Geography is awesome

I love living in the Pennines, the landscape really is stunning. Here in Hebden Bridge, beautiful sandstone mills and houses cling to the steep valley sides, while narrow, twisty roads wind impossibly between them. The valley does present a slight obstacle if, like me, you’re into cycling or running though. Basically, you have a choice between going along the canal, which is a bit dull, taking your chances on the main road with all the lorries and buses, or a brutal ascent up the valley side. If you take the third option, however, you are rewarded with fresh air, amazing views, and an excellent reminder of how the forces of nature have carved out the landscape over thousands of years.
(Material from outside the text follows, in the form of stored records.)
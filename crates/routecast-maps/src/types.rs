use chrono::{DateTime, TimeDelta, Utc};
use routecast_core::{Coordinate, MapError};
use serde::{Deserialize, Serialize};

/// A position on a route with its cumulative distance and ETA.
#[derive(Debug, Clone, Copy, PartialEq, Serialize, Deserialize)]
pub struct RoutePoint {
    pub coordinate: Coordinate,
    /// Meters travelled from the route origin
    pub distance_m: f64,
    /// Estimated arrival time at this point
    pub eta: DateTime<Utc>,
}

/// How far along a route to look.
#[derive(Debug, Clone, Copy, PartialEq)]
pub enum Progress {
    /// Share of the total distance, 0.0 to 1.0
    Fraction(f64),
    /// Meters from the origin
    Distance(f64),
}

/// An ordered, validated sequence of route points.
///
/// The first point sits at distance 0, distances strictly increase and ETAs
/// never decrease along the sequence.
#[derive(Debug, Clone, PartialEq, Serialize)]
pub struct Route {
    points: Vec<RoutePoint>,
}

impl Route {
    /// Validate and wrap a point sequence.
    pub fn new(points: Vec<RoutePoint>) -> Result<Self, MapError> {
        if points.len() < 2 {
            return Err(MapError::RouteUnavailable(format!(
                "route needs at least two points, got {}",
                points.len()
            )));
        }
        if points[0].distance_m != 0.0 {
            return Err(MapError::RouteUnavailable(format!(
                "route must start at distance 0, starts at {}",
                points[0].distance_m
            )));
        }
        for (i, pair) in points.windows(2).enumerate() {
            let (a, b) = (&pair[0], &pair[1]);
            if !b.distance_m.is_finite() || b.distance_m <= a.distance_m {
                return Err(MapError::RouteUnavailable(format!(
                    "distance not strictly increasing at point {}",
                    i + 1
                )));
            }
            if b.eta < a.eta {
                return Err(MapError::RouteUnavailable(format!(
                    "arrival time decreases at point {}",
                    i + 1
                )));
            }
        }
        Ok(Self { points })
    }

    pub fn points(&self) -> &[RoutePoint] {
        &self.points
    }

    pub fn origin(&self) -> &RoutePoint {
        &self.points[0]
    }

    pub fn destination(&self) -> &RoutePoint {
        &self.points[self.points.len() - 1]
    }

    pub fn total_distance_m(&self) -> f64 {
        self.destination().distance_m
    }

    pub fn total_duration(&self) -> TimeDelta {
        self.destination().eta - self.origin().eta
    }

    /// Point at the given progress, interpolated between its bounding points.
    ///
    /// Position is interpolated linearly by distance; time assumes constant
    /// speed within the segment.
    pub fn point_at(&self, progress: Progress) -> Result<RoutePoint, MapError> {
        let total = self.total_distance_m();
        let distance = match progress {
            Progress::Fraction(f) => {
                if !f.is_finite() || !(0.0..=1.0).contains(&f) {
                    return Err(MapError::OutOfRangeProgress {
                        requested: f,
                        limit: 1.0,
                    });
                }
                f * total
            }
            Progress::Distance(d) => {
                if !d.is_finite() || !(0.0..=total).contains(&d) {
                    return Err(MapError::OutOfRangeProgress {
                        requested: d,
                        limit: total,
                    });
                }
                d
            }
        };

        // First point strictly beyond `distance`; its predecessor bounds from below.
        let upper = self
            .points
            .partition_point(|p| p.distance_m <= distance)
            .min(self.points.len() - 1);
        let lower = upper.saturating_sub(1);
        let (a, b) = (&self.points[lower], &self.points[upper]);

        if distance >= b.distance_m {
            return Ok(*b);
        }

        let span = b.distance_m - a.distance_m;
        let t = ((distance - a.distance_m) / span).clamp(0.0, 1.0);
        let segment_ms = (b.eta - a.eta).num_milliseconds() as f64;
        let eta = a.eta + TimeDelta::milliseconds((segment_ms * t).round() as i64);

        Ok(RoutePoint {
            coordinate: a.coordinate.interpolate(&b.coordinate, t),
            distance_m: distance,
            eta,
        })
    }
}
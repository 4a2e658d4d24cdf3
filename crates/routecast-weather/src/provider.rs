//! Upstream forecast sources.
//!
//! `OpenMeteoSource` talks to an Open-Meteo compatible `/v1/forecast`
//! endpoint. Free, no API key required.

use std::time::Duration;

use async_trait::async_trait;
use chrono::{DateTime, DurationRound, NaiveDateTime, TimeDelta, Utc};
use reqwest::{Client, StatusCode};
use routecast_core::{Coordinate, ReqwestErrorExt, WeatherConfig, WeatherError};
use serde::Deserialize;
use tracing::instrument;
use url::Url;

use crate::types::ForecastSample;

const USER_AGENT: &str = "Routecast/0.1.0";
const HOURLY_VARIABLES: &str = "temperature_2m,precipitation_probability,wind_speed_10m,weather_code";
const HOUR_FORMAT: &str = "%Y-%m-%dT%H:%M";

/// A black-box provider of point forecasts.
#[async_trait]
pub trait ForecastSource: Send + Sync {
    /// Forecast for `coordinate` at instant `at`.
    async fn fetch(
        &self,
        coordinate: Coordinate,
        at: DateTime<Utc>,
    ) -> Result<ForecastSample, WeatherError>;
}

#[derive(Debug, Deserialize)]
struct OpenMeteoResponse {
    hourly: Option<OpenMeteoHourly>,
}

#[derive(Debug, Deserialize)]
struct OpenMeteoHourly {
    time: Vec<String>,
    temperature_2m: Vec<Option<f64>>,
    precipitation_probability: Vec<Option<f64>>,
    wind_speed_10m: Vec<Option<f64>>,
    weather_code: Vec<Option<i32>>,
}

/// Open-Meteo hourly forecast client.
#[derive(Debug, Clone)]
pub struct OpenMeteoSource {
    client: Client,
    base_url: String,
}

impl OpenMeteoSource {
    pub fn new(config: &WeatherConfig) -> Result<Self, WeatherError> {
        let client = Client::builder()
            .timeout(Duration::from_secs(config.request_timeout_secs))
            .user_agent(USER_AGENT)
            .build()
            .map_err(|e| WeatherError::Unavailable(format!("failed to build HTTP client: {}", e)))?;

        Ok(Self {
            client,
            base_url: config.base_url.trim_end_matches('/').to_string(),
        })
    }

    fn request_url(
        &self,
        coordinate: Coordinate,
        start: DateTime<Utc>,
        end: DateTime<Utc>,
    ) -> Result<Url, WeatherError> {
        let start_hour = start.format(HOUR_FORMAT).to_string();
        let end_hour = end.format(HOUR_FORMAT).to_string();
        Url::parse_with_params(
            &format!("{}/v1/forecast", self.base_url),
            &[
                ("latitude", coordinate.latitude().to_string()),
                ("longitude", coordinate.longitude().to_string()),
                ("hourly", HOURLY_VARIABLES.to_string()),
                ("timezone", "UTC".to_string()),
                ("wind_speed_unit", "kmh".to_string()),
                ("start_hour", start_hour),
                ("end_hour", end_hour),
            ],
        )
        .map_err(|e| WeatherError::InvalidResponse(format!("invalid forecast URL: {}", e)))
    }
}

#[async_trait]
impl ForecastSource for OpenMeteoSource {
    #[instrument(skip(self), level = "debug")]
    async fn fetch(
        &self,
        coordinate: Coordinate,
        at: DateTime<Utc>,
    ) -> Result<ForecastSample, WeatherError> {
        let start = at
            .duration_trunc(TimeDelta::hours(1))
            .map_err(|e| WeatherError::InvalidResponse(format!("bad timestamp {}: {}", at, e)))?;
        let end = start + TimeDelta::hours(1);
        let url = self.request_url(coordinate, start, end)?;

        let response = self
            .client
            .get(url)
            .send()
            .await
            .map_err(|e| WeatherError::from(e.into_network_error()))?;

        let status = response.status();
        if status == StatusCode::TOO_MANY_REQUESTS {
            let retry_after_secs = response
                .headers()
                .get(reqwest::header::RETRY_AFTER)
                .and_then(|v| v.to_str().ok())
                .and_then(|v| v.trim().parse::<u64>().ok());
            tracing::warn!("Open-Meteo rate limited (retry after {:?}s)", retry_after_secs);
            return Err(WeatherError::RateLimited { retry_after_secs });
        }
        if status.is_server_error() {
            return Err(WeatherError::Unavailable(format!("upstream returned {}", status)));
        }
        if !status.is_success() {
            let body = response.text().await.unwrap_or_default();
            return Err(WeatherError::InvalidResponse(format!("{} - {}", status, body)));
        }

        let body: OpenMeteoResponse = response
            .json()
            .await
            .map_err(|e| WeatherError::from(e.into_network_error()))?;

        let hourly = body
            .hourly
            .ok_or_else(|| WeatherError::InvalidResponse("missing hourly block".to_string()))?;
        let samples = parse_hourly(coordinate, &hourly)?;
        pick_sample(&samples, at)
    }
}

/// Turn the column-oriented hourly block into samples, skipping hours with gaps.
fn parse_hourly(
    coordinate: Coordinate,
    hourly: &OpenMeteoHourly,
) -> Result<Vec<ForecastSample>, WeatherError> {
    let len = hourly.time.len();
    if hourly.temperature_2m.len() != len
        || hourly.precipitation_probability.len() != len
        || hourly.wind_speed_10m.len() != len
        || hourly.weather_code.len() != len
    {
        return Err(WeatherError::InvalidResponse(
            "hourly columns have mismatched lengths".to_string(),
        ));
    }

    let mut samples = Vec::with_capacity(len);
    for i in 0..len {
        let time = NaiveDateTime::parse_from_str(&hourly.time[i], HOUR_FORMAT)
            .map_err(|_| WeatherError::InvalidResponse(format!("bad hour '{}'", hourly.time[i])))?
            .and_utc();

        let (Some(temp), Some(precip), Some(wind), Some(code)) = (
            hourly.temperature_2m[i],
            hourly.precipitation_probability[i],
            hourly.wind_speed_10m[i],
            hourly.weather_code[i],
        ) else {
            tracing::debug!("Skipping incomplete hour {}", hourly.time[i]);
            continue;
        };

        samples.push(ForecastSample::new(coordinate, time, temp, precip, wind, code));
    }
    Ok(samples)
}

/// Pick or interpolate the sample for `at` from time-ordered hourly samples.
fn pick_sample(
    samples: &[ForecastSample],
    at: DateTime<Utc>,
) -> Result<ForecastSample, WeatherError> {
    let after_idx = samples.partition_point(|s| s.timestamp < at);

    match (after_idx.checked_sub(1).and_then(|i| samples.get(i)), samples.get(after_idx)) {
        (_, Some(after)) if after.timestamp == at => Ok(ForecastSample {
            timestamp: at,
            ..after.clone()
        }),
        (Some(before), Some(after)) => Ok(ForecastSample::interpolate(before, after, at)),
        _ => Err(WeatherError::InvalidResponse(format!(
            "no hourly data covering {}",
            at
        ))),
    }
}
I went for a run to Stoodley Pike this afternoon and on the return leg, saw this beautiful view (the way out was much less pleasant, running uphill into a blinding sun, but maybe that makes it more worthwhile).

Kilnshaw Lane

I love how as you travel up the valley, you can see two kinds of erosion – here to the right, above the green barn, is the side of a classic U-shaped glacial valley. During the last ice age, millions of tons of ice flowed along here, slowly grinding away at the base rock. When the ice melted, a broad,  flat valley was left behind. A slightly better defined example is shown below.

Glacial valley

You want more detail? Of course, this page should tell you everything you need to know about glaciers.

Further over to the left, the valley is cut again by fluvial erosion, as the River Calder wears a V-shaped scar into the landscape. It’s not very clear in the image above, so here is a better view, taken from Hell Hole rocks, below Heptonstall.

Calder Valley

I’ll leave The British Geographer to explain the process in detail, but you can clearly see how the straight valley sides contrast with the curved side above.

I never tire of the views up here, and think that seeing the results of these two processes next to each other always reminds me how awesome Geography is.